TASK PROMPT →
For the data below, give again exactly the lines from the one containing "use std::time::Duration;" through the one containing "pub enum Call", both ends included, and no others.

EXCERPTED RECORDS Start Marker

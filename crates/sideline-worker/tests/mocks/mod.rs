//! Recording collaborators and transcoder for pipeline tests.

use std::path::{Path, PathBuf};
use std::sync::{Arc, Mutex};
use std::time::Duration;

use async_trait::async_trait;
use sideline_media::{MediaError, MediaMuxer, MediaProbe, MediaResult, MuxStep, Transcoder};
use sideline_worker::collaborators::CollaboratorResult;
use sideline_worker::{
    CollaboratorError, Collaborators, CrowdSynthesizer, JobPipeline, ProgressReporter,
    ScriptRequest, ScriptWriter, VideoAnalyzer, VoiceSynthesizer,
};

/// One observed call, in the order it happened.
#[derive(Debug, Clone, PartialEq)]
pub enum Call {
    Analyze(PathBuf),
    Script(ScriptRequest),
    Voice(String),
    Crowd { prompt: String, duration_secs: f64 },
    Strip,
    Overlay,
    Mix,
}

impl Call {
    pub fn name(&self) -> &'static str {
        match self {
            Call::Analyze(_) => "analyze",
            Call::Script(_) => "script",
            Call::Voice(_) => "voice",
            Call::Crowd { .. } => "crowd",
            Call::Strip => "strip",
            Call::Overlay => "overlay",
            Call::Mix => "mix",
        }
    }
}

#[derive(Debug, Clone, Default)]
pub struct Recorder {
    calls: Arc<Mutex<Vec<Call>>>,
}

impl Recorder {
    fn push(&self, call: Call) {
        self.calls.lock().unwrap().push(call);
    }

    pub fn calls(&self) -> Vec<Call> {
        self.calls.lock().unwrap().clone()
    }

    pub fn names(&self) -> Vec<&'static str> {
        self.calls().iter().map(Call::name).collect()
    }

    pub fn script_request(&self) -> Option<ScriptRequest> {
        self.calls().into_iter().find_map(|c| match c {
            Call::Script(request) => Some(request),
            _ => None,
        })
    }

    pub fn voice_text(&self) -> Option<String> {
        self.calls().into_iter().find_map(|c| match c {
            Call::Voice(text) => Some(text),
            _ => None,
        })
    }
}

struct MockAnalyzer {
    recorder: Recorder,
    result: Result<String, String>,
}

#[async_trait]
impl VideoAnalyzer for MockAnalyzer {
    async fn analyze(&self, video: &Path) -> CollaboratorResult<String> {
        self.recorder.push(Call::Analyze(video.to_path_buf()));
        self.result.clone().map_err(CollaboratorError::rejected)
    }
}

struct MockWriter {
    recorder: Recorder,
    result: Result<String, String>,
}

#[async_trait]
impl ScriptWriter for MockWriter {
    async fn write_script(&self, request: &ScriptRequest) -> CollaboratorResult<String> {
        self.recorder.push(Call::Script(request.clone()));
        self.result.clone().map_err(CollaboratorError::rejected)
    }
}

struct MockVoice {
    recorder: Recorder,
    failure: Option<String>,
    delay: Duration,
    /// Report success without producing the file
    writes_nothing: bool,
}

#[async_trait]
impl VoiceSynthesizer for MockVoice {
    async fn synthesize_voice(&self, text: &str, output: &Path) -> CollaboratorResult<PathBuf> {
        self.recorder.push(Call::Voice(text.to_string()));
        tokio::time::sleep(self.delay).await;
        if let Some(message) = &self.failure {
            return Err(CollaboratorError::rejected(message.clone()));
        }
        if !self.writes_nothing {
            tokio::fs::write(output, b"narration").await?;
        }
        Ok(output.to_path_buf())
    }
}

struct MockCrowd {
    recorder: Recorder,
    failure: Option<String>,
    delay: Duration,
}

#[async_trait]
impl CrowdSynthesizer for MockCrowd {
    async fn synthesize_crowd(
        &self,
        prompt: &str,
        duration_secs: f64,
        output: &Path,
    ) -> CollaboratorResult<PathBuf> {
        self.recorder.push(Call::Crowd {
            prompt: prompt.to_string(),
            duration_secs,
        });
        tokio::time::sleep(self.delay).await;
        if let Some(message) = &self.failure {
            return Err(CollaboratorError::rejected(message.clone()));
        }
        tokio::fs::write(output, b"crowd").await?;
        Ok(output.to_path_buf())
    }
}

/// Writes every output file instead of running ffmpeg.
struct MockTranscoder {
    recorder: Recorder,
    fail_at: Option<MuxStep>,
}

impl MockTranscoder {
    async fn step(&self, step: MuxStep, call: Call, output: &Path) -> MediaResult<()> {
        self.recorder.push(call);
        if self.fail_at == Some(step) {
            return Err(MediaError::ffmpeg_failed(
                "ffmpeg exited with status 1",
                Some("Error while filtering: Invalid argument".to_string()),
                Some(1),
            ));
        }
        tokio::fs::write(output, step.as_str()).await?;
        Ok(())
    }
}

#[async_trait]
impl Transcoder for MockTranscoder {
    async fn strip_audio(&self, _input: &Path, output: &Path) -> MediaResult<()> {
        self.step(MuxStep::StripAudio, Call::Strip, output).await
    }

    async fn overlay_voice(&self, _video: &Path, _voice: &Path, output: &Path) -> MediaResult<()> {
        self.step(MuxStep::OverlayVoice, Call::Overlay, output).await
    }

    async fn mix_ambience(&self, _video: &Path, _ambience: &Path, output: &Path) -> MediaResult<()> {
        self.step(MuxStep::MixAmbience, Call::Mix, output).await
    }
}

struct FixedProbe(f64);

#[async_trait]
impl MediaProbe for FixedProbe {
    async fn duration(&self, _path: &Path) -> MediaResult<f64> {
        Ok(self.0)
    }
}

/// Thirty words, no terminating punctuation.
pub fn long_unterminated_script() -> String {
    (1..=30)
        .map(|i| format!("hype{}", i))
        .collect::<Vec<_>>()
        .join(" ")
}

/// How the mocks behave for one test.
#[derive(Debug, Clone)]
pub struct Scenario {
    pub duration_secs: f64,
    pub description: Result<String, String>,
    pub script: Result<String, String>,
    pub voice_failure: Option<String>,
    pub voice_delay: Duration,
    pub voice_writes_nothing: bool,
    pub crowd_failure: Option<String>,
    pub crowd_delay: Duration,
    pub mux_failure: Option<MuxStep>,
}

impl Default for Scenario {
    fn default() -> Self {
        Self {
            duration_secs: 4.0,
            description: Ok("[00:00] A player flips and sinks a half-court shot.".to_string()),
            script: Ok(long_unterminated_script()),
            voice_failure: None,
            voice_delay: Duration::ZERO,
            voice_writes_nothing: false,
            crowd_failure: None,
            crowd_delay: Duration::ZERO,
            mux_failure: None,
        }
    }
}

impl Scenario {
    pub fn pipeline(&self, recorder: &Recorder, reporter: ProgressReporter) -> JobPipeline {
        let collaborators = Collaborators {
            analyzer: Arc::new(MockAnalyzer {
                recorder: recorder.clone(),
                result: self.description.clone(),
            }),
            writer: Arc::new(MockWriter {
                recorder: recorder.clone(),
                result: self.script.clone(),
            }),
            voice: Arc::new(MockVoice {
                recorder: recorder.clone(),
                failure: self.voice_failure.clone(),
                delay: self.voice_delay,
                writes_nothing: self.voice_writes_nothing,
            }),
            crowd: Arc::new(MockCrowd {
                recorder: recorder.clone(),
                failure: self.crowd_failure.clone(),
                delay: self.crowd_delay,
            }),
        };

        let muxer = MediaMuxer::new(Arc::new(MockTranscoder {
            recorder: recorder.clone(),
            fail_at: self.mux_failure,
        }));

        JobPipeline::new(
            collaborators,
            Arc::new(FixedProbe(self.duration_secs)),
            muxer,
            reporter,
        )
    }
}
//! FFmpeg CLI wrapper for commentary muxing.
//!
//! This crate provides:
//! - Type-safe FFmpeg command building with multiple inputs
//! - A runner that captures stderr and reports non-zero exits
//! - FFprobe duration probing
//! - The `Transcoder` seam (strip / overlay / mix) and its FFmpeg implementation
//! - `MediaMuxer`, which chains the three transforms into one output file

pub mod command;
pub mod error;
pub mod filters;
pub mod fs_utils;
pub mod muxer;
pub mod probe;
pub mod transcoder;

pub use command::{check_ffmpeg, check_ffprobe, FfmpegCommand, FfmpegRunner};
pub use error::{MediaError, MediaResult};
pub use fs_utils::move_file;
pub use muxer::{MediaMuxer, MuxError, MuxLayout, MuxStep};
pub use probe::{probe_video, FfprobeProbe, MediaProbe, VideoInfo};
pub use transcoder::{FfmpegTranscoder, MixSettings, Transcoder};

EXCERPTED RECORDS End Marker

WRITTEN ANSWER →
use std::time::Duration;

use async_trait::async_trait;
use sideline_media::{MediaError, MediaMuxer, MediaProbe, MediaResult, MuxStep, Transcoder};
use sideline_worker::collaborators::CollaboratorResult;
use sideline_worker::{
    CollaboratorError, Collaborators, CrowdSynthesizer, JobPipeline, ProgressReporter,
    ScriptRequest, ScriptWriter, VideoAnalyzer, VoiceSynthesizer,
};

/// One observed call, in the order it happened.
#[derive(Debug, Clone, PartialEq)]
pub enum Call {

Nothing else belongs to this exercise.